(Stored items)
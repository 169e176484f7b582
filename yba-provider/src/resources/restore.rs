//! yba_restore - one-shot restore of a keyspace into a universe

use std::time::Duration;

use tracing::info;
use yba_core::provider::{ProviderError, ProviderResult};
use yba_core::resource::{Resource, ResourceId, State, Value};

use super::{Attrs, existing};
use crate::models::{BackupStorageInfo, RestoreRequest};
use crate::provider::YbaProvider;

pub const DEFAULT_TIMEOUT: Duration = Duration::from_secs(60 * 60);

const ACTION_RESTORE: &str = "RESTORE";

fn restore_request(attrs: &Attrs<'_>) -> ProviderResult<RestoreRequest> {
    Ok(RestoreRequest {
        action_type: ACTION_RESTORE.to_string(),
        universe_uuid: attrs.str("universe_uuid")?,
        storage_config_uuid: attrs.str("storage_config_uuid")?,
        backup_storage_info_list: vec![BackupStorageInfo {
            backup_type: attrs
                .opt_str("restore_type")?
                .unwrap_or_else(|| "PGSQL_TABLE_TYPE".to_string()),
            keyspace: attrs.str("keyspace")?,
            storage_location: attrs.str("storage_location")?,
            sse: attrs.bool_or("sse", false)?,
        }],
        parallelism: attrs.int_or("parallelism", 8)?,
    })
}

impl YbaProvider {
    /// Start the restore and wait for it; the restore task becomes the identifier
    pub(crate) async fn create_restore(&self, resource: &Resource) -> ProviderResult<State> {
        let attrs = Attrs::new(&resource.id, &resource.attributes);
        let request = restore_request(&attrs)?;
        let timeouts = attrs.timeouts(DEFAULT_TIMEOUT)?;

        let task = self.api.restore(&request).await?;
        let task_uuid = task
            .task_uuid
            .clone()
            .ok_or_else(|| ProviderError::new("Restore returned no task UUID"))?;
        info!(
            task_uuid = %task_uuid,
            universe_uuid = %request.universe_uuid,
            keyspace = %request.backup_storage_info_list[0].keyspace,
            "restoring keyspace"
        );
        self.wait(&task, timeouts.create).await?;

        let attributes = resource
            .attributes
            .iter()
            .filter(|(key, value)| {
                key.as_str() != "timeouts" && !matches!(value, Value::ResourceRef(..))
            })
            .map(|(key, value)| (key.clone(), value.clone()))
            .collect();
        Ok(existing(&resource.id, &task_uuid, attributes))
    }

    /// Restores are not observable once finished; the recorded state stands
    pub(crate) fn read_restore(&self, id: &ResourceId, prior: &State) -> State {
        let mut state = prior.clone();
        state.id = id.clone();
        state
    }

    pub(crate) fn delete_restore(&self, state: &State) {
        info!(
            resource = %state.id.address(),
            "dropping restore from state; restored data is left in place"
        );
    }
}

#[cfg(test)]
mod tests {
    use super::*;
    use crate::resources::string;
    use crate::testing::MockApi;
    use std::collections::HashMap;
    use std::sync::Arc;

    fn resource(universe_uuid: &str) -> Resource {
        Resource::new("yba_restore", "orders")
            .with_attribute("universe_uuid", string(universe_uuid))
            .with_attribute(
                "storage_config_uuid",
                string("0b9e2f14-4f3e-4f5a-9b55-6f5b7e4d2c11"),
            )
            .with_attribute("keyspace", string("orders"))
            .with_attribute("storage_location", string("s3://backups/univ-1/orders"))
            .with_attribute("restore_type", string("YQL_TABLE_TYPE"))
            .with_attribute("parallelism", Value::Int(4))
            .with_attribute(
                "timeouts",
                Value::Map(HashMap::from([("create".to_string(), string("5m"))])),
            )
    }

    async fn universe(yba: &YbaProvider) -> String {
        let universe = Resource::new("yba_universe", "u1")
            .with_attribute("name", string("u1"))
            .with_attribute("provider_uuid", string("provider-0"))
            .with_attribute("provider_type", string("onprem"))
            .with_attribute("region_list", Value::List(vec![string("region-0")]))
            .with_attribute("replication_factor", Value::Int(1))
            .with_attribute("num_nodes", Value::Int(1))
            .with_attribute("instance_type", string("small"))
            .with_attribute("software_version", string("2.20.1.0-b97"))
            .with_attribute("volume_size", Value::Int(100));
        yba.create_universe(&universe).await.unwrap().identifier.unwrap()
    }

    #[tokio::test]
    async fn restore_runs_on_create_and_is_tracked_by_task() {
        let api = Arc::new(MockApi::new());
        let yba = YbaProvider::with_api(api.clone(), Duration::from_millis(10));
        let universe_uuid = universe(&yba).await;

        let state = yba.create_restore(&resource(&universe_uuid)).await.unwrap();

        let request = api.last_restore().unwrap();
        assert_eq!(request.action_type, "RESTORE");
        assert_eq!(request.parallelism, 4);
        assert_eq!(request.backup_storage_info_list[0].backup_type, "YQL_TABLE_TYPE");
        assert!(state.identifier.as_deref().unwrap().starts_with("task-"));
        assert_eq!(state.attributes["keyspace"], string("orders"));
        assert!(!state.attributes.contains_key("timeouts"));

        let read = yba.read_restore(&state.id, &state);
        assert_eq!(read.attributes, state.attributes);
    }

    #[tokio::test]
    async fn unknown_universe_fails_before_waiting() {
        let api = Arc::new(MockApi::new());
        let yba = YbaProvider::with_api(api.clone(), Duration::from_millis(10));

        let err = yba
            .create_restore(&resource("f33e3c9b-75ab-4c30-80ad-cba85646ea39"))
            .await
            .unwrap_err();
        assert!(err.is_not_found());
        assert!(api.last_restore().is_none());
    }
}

→ **WHAT IS EXPECTED**: Read through the records above and copy the lines that contain "orders".

→ **OUTPUT FOR THIS TASK**:
        Resource::new("yba_restore", "orders")
            .with_attribute("keyspace", string("orders"))
            .with_attribute("storage_location", string("s3://backups/univ-1/orders"))
        assert_eq!(state.attributes["keyspace"], string("orders"));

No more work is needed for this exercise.